▸ **Exercise goal**
All of the entries need to be set down exactly as they read.
╭──
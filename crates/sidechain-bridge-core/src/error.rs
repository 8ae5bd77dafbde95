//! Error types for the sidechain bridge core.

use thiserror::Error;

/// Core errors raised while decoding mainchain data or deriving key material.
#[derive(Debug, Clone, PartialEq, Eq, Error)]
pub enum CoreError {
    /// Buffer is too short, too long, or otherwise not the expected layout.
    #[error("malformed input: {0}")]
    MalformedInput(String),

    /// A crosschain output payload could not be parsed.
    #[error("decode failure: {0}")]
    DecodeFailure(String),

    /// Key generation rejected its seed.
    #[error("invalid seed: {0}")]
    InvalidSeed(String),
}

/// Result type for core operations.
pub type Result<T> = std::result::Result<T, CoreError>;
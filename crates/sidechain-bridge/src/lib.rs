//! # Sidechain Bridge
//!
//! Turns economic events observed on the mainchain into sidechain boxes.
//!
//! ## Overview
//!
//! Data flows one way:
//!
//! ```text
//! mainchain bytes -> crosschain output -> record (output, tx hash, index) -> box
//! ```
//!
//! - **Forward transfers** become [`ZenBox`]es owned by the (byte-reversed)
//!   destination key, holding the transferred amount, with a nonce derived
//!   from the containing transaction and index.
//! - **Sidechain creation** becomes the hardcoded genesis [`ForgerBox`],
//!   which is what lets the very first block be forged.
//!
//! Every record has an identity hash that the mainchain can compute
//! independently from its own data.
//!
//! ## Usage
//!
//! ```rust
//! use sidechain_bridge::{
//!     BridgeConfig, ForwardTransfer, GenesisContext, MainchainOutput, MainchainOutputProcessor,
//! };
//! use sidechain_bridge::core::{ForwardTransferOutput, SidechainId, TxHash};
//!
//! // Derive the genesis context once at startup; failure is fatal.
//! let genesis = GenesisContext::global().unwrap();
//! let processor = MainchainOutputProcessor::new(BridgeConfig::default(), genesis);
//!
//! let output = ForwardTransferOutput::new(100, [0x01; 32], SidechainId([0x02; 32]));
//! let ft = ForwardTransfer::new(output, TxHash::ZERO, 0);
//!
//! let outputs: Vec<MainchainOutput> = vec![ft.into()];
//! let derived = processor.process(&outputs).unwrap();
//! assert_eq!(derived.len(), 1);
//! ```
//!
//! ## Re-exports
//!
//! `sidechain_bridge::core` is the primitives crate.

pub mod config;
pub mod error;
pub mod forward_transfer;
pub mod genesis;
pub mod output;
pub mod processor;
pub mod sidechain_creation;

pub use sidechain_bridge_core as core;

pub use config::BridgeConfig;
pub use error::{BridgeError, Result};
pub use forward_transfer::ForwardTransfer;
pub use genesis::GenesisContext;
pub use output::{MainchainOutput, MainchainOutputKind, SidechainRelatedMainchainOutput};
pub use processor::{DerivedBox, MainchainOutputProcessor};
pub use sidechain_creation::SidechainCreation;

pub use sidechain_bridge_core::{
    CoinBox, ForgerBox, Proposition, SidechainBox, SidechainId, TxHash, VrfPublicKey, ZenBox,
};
╰──
▸ **Finished exercise**
filename crates/sidechain-bridge-core/src/error.rs
repository 8ae5bd77dafbde95
//! Error types for the sidechain bridge core.

use thiserror::Error;

/// Core errors raised while decoding mainchain data or deriving key material.
#[derive(Debug, Clone, PartialEq, Eq, Error)]
pub enum CoreError {
    /// Buffer is too short, too long, or otherwise not the expected layout.
    #[error("malformed input: {0}")]
    MalformedInput(String),

    /// A crosschain output payload could not be parsed.
    #[error("decode failure: {0}")]
    DecodeFailure(String),

    /// Key generation rejected its seed.
    #[error("invalid seed: {0}")]
    InvalidSeed(String),
}

/// Result type for core operations.
pub type Result<T> = std::result::Result<T, CoreError>;
filename crates/sidechain-bridge/src/lib.rs
//! # Sidechain Bridge
//!
//! Turns economic events observed on the mainchain into sidechain boxes.
//!
//! ## Overview
//!
//! Data flows one way:
//!
//! ```text
//! mainchain bytes -> crosschain output -> record (output, tx hash, index) -> box
//! ```
//!
//! - **Forward transfers** become [`ZenBox`]es owned by the (byte-reversed)
//!   destination key, holding the transferred amount, with a nonce derived
//!   from the containing transaction and index.
//! - **Sidechain creation** becomes the hardcoded genesis [`ForgerBox`],
//!   which is what lets the very first block be forged.
//!
//! Every record has an identity hash that the mainchain can compute
//! independently from its own data.
//!
//! ## Usage
//!
//! ```rust
//! use sidechain_bridge::{
//!     BridgeConfig, ForwardTransfer, GenesisContext, MainchainOutput, MainchainOutputProcessor,
//! };
//! use sidechain_bridge::core::{ForwardTransferOutput, SidechainId, TxHash};
//!
//! // Derive the genesis context once at startup; failure is fatal.
//! let genesis = GenesisContext::global().unwrap();
//! let processor = MainchainOutputProcessor::new(BridgeConfig::default(), genesis);
//!
//! let output = ForwardTransferOutput::new(100, [0x01; 32], SidechainId([0x02; 32]));
//! let ft = ForwardTransfer::new(output, TxHash::ZERO, 0);
//!
//! let outputs: Vec<MainchainOutput> = vec![ft.into()];
//! let derived = processor.process(&outputs).unwrap();
//! assert_eq!(derived.len(), 1);
//! ```
//!
//! ## Re-exports
//!
//! `sidechain_bridge::core` is the primitives crate.

pub mod config;
pub mod error;
pub mod forward_transfer;
pub mod genesis;
pub mod output;
pub mod processor;
pub mod sidechain_creation;

pub use sidechain_bridge_core as core;

pub use config::BridgeConfig;
pub use error::{BridgeError, Result};
pub use forward_transfer::ForwardTransfer;
pub use genesis::GenesisContext;
pub use output::{MainchainOutput, MainchainOutputKind, SidechainRelatedMainchainOutput};
pub use processor::{DerivedBox, MainchainOutputProcessor};
pub use sidechain_creation::SidechainCreation;

pub use sidechain_bridge_core::{
    CoinBox, ForgerBox, Proposition, SidechainBox, SidechainId, TxHash, VrfPublicKey, ZenBox,
};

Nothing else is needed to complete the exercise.